I got through the service. The curate’s voice trembled in the prayers, Strolger played another voluntary, based on an air from the latest opera at the theatre, and the parish clerk took
the rest of the psalms even more slowly than I had imagined possible. The sermon lasted an hour and a half.

As the congregation began to file from the church, I contrived to edge against the flow and work my way up towards the choir and high altar. It is the peculiarity of the church that the organ is
over the west door but the stairs to the organ loft are in the middle of the church; one must climb narrow steps, work one’s way along the ornately painted Sailors’ Gallery and thus
come to the west end. The last of the charity school children were eagerly slipping from their special pews in the loft, and Solomon Strolger played on, and on, and on, flourishing fugal entries
here, teasing the listener with hints of familiar tunes then dashing off into wild improvisation again. It was all very cleverly done, I had to admit, but not devout.

At last, the organ ceased; there was a murmur of voices and out came the bellows blower, a burly fellow with huge red hands. Now Strolger climbed down from his stool like a hesitant stork, all
legs and no body. He started when he saw me and peered short-sightedly. He is a young man, or youngish, being in his mid-thirties. “Oh, it’s you, Patterson. Want a lesson, do
you?” He has an engaging grin that allows you – almost – to forgive him his pretentious playing.

“I wanted to talk to you, if I may.”

“Gossip, Patterson?” He chuckled. “Nothing better!”

“About Mr William Bairstowe.”

Now he stared at me. “You’re not a friend of his, are you?”

“Not until he mends his language,” I said dryly.

He grinned again. “Good,” he said, then, “Heard that cipher?”

“On the flute stop?”

“Bairstowe put that right.”

“But it’s still there.”

“That’s what I said.

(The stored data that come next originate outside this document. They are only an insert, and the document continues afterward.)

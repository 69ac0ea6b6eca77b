//! Rules that need more than one pass over the tree.

use std::collections::HashSet;

use crate::source::SourceIndex;
use crate::syntax::{ExprContext, NodeKind, SyntaxNode};

use super::builtins::is_builtin;
use super::registry::finding_at;
use super::{Category, Finding};

/// Names bound and names read anywhere in one module.
///
/// Scope-insensitive: a parameter of one function defines that name for the
/// whole module. Imports, loop targets and `with` targets do not bind.
#[derive(Default)]
struct NameTable<'a> {
    defined: HashSet<&'a str>,
    used: HashSet<&'a str>,
}

impl<'a> NameTable<'a> {
    fn collect(module: &'a SyntaxNode) -> Self {
        let mut table = Self::default();
        for node in module.walk() {
            match &node.kind {
                NodeKind::FunctionDef(function) => {
                    table.defined.insert(&function.name);
                    table
                        .defined
                        .extend(function.params.iter().map(|p| p.name.as_str()));
                }
                NodeKind::ClassDef(class) => {
                    table.defined.insert(&class.name);
                }
                NodeKind::Assign { targets, .. } => {
                    table.defined.extend(targets.iter().filter_map(|t| t.as_name()));
                }
                NodeKind::Name {
                    id,
                    ctx: ExprContext::Load,
                } => {
                    table.used.insert(id);
                }
                _ => {}
            }
        }
        table
    }

    fn undefined(&self) -> HashSet<&'a str> {
        self.used
            .iter()
            .copied()
            .filter(|name| !self.defined.contains(name) && !is_builtin(name))
            .collect()
    }
}

/// Every read of a name that is never bound in the module and is not a
/// builtin.
pub fn detect_undefined_variables(module: &SyntaxNode, index: &SourceIndex) -> Vec<Finding> {
    let undefined = NameTable::collect(module).undefined();
    if undefined.is_empty() {
        return Vec::new();
    }
    tracing::trace!(count = undefined.len(), "undefined names");

    module
        .walk()
        .filter(|node| match &node.kind {
            NodeKind::Name {
                id,
                ctx: ExprContext::Load,
            } => undefined.contains(id.as_str()),
            _ => false,
        })
        .filter_map(|node| finding_at(Category::UndefinedVariable, node, index))
        .collect()
}

/// `yield` and `yield from` at module or class-body level.
pub fn detect_yield_outside_function(module: &SyntaxNode, index: &SourceIndex) -> Vec<Finding> {
    let mut findings = Vec::new();
    visit_outside_functions(module, &mut |node| {
        if matches!(node.kind, NodeKind::Yield { .. }) {
            findings.extend(finding_at(Category::YieldOutsideGenerator, node, index));
        }
    });
    findings
}

/// Breadth-first over `root`, not entering function or lambda bodies.
fn visit_outside_functions<'a>(root: &'a SyntaxNode, visit: &mut impl FnMut(&'a SyntaxNode)) {
    let mut queue = std::collections::VecDeque::from([root]);
    while let Some(node) = queue.pop_front() {
        visit(node);
        queue.extend(
            node.children()
                .into_iter()
                .filter(|child| !matches!(child.kind, NodeKind::FunctionDef(_) | NodeKind::Lambda { .. })),
        );
    }
}

#[cfg(test)]
mod tests {
    use super::*;
    use crate::syntax::parse;

    fn findings(rule: fn(&SyntaxNode, &SourceIndex) -> Vec<Finding>, source: &str) -> Vec<Finding> {
        let module = parse(source).expect("should parse");
        rule(&module, &SourceIndex::new(source))
    }

    fn lines(rule: fn(&SyntaxNode, &SourceIndex) -> Vec<Finding>, source: &str) -> Vec<usize> {
        findings(rule, source).into_iter().map(|f| f.line).collect()
    }

    #[test]
    fn test_undefined_reference() {
        let found = findings(detect_undefined_variables, "eval(user_input)\n");
        assert_eq!(found.len(), 1);
        assert_eq!(found[0].snippet, "eval(user_input)");
    }

    #[test]
    fn test_defined_names_are_not_flagged() {
        let src = concat!(
            "total = 0\n",
            "def add(value, *rest, scale=1, **opts):\n",
            "    return total + value * scale + len(rest) + len(opts)\n",
            "class Box:\n",
            "    pass\n",
            "b = Box()\n",
            "add(b)\n",
        );
        assert!(lines(detect_undefined_variables, src).is_empty());
    }

    #[test]
    fn test_every_read_is_reported() {
        let src = "print(missing)\nx = missing + 1\n";
        assert_eq!(lines(detect_undefined_variables, src), vec![1, 2]);
    }

    #[test]
    fn test_import_does_not_bind() {
        assert_eq!(lines(detect_undefined_variables, "import os\nos.getcwd()\n"), vec![2]);
    }

    #[test]
    fn test_binding_after_use_still_counts() {
        assert!(lines(detect_undefined_variables, "print(later)\nlater = 1\n").is_empty());
    }

    #[test]
    fn test_yield_in_function_is_fine() {
        let src = "def gen():\n    yield 1\n    yield from other()\n";
        assert!(lines(detect_yield_outside_function, src).is_empty());
    }

    #[test]
    fn test_yield_at_class_level() {
        let src = "class C:\n    x = yield 1\n    def m(self):\n        yield 2\n";
        assert_eq!(lines(detect_yield_outside_function, src), vec![2]);
    }

    #[test]
    fn test_yield_in_lambda_is_fine() {
        assert!(lines(detect_yield_outside_function, "f = lambda: (yield)\n").is_empty());
    }
}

But no, Mr Bairstowe says it’s entirely my imagination.” Strolger grinned impishly.

“You don’t like him?” I said, stating the obvious.

“Nothing to worry about,” he said cheerfully. “He doesn’t like me.”

He darted to one side to pick his coat off a hook driven into the organ case. Down in the body of the church below, I heard the last of the congregation leaving.

“Why doesn’t he like you?”

Strolger grinned. “He didn’t like my comments on one of his organs.”

“And you said?”

He wriggled into the coat. “I said it squealed like a new-born piglet and sounded as devout as a hedgehog.”

“I can see why he might be annoyed.”

Strolger was a picture of innocence as he smoothed down his sleeves. “But it was true!” He cocked his head to consider me. “What’s your business with him,
Patterson?”

“He’s employing me.”

He chortled. “Wants you to play his organs, does he? Show ’em off to their best advantage? Take it from me, Patterson, they don’t have a best advantage. Rubbishy things.
There’s one exhibited at the Cordwainers’ Hall next week.”

“I know. But it’s nothing of that sort. He’s being threatened and wants me to find the fellow doing it.”

“Good heavens!” he exclaimed, melodramatically. “Someone’s putting the fear of God into him? Patterson, find the fellow and send him to me so I may congratulate
him!”

He was outrageously offensive yet an oddly likeable fellow. There were no hidden depths to him; he was all on the surface and you would never be deceived by him, unless you deceived yourself.
“I wondered, sir, since you are so often about the church and the street, whether you had seen something – or someone – ”

He crowed with laughter. “Confess it – he has accused me!”

“He has named you as one of his enemies,” I admitted.

He chuckled, bent across the organ stool to gather his music together. I heard the chaplain below calling a nervous farewell to a parishioner.

“A lad died,” I said quietly.

Strolger paused, glanced round at me. “I was told that was an accident.”

“Possibly,” I said. “But what if he was merely in the wrong place at the wrong time?”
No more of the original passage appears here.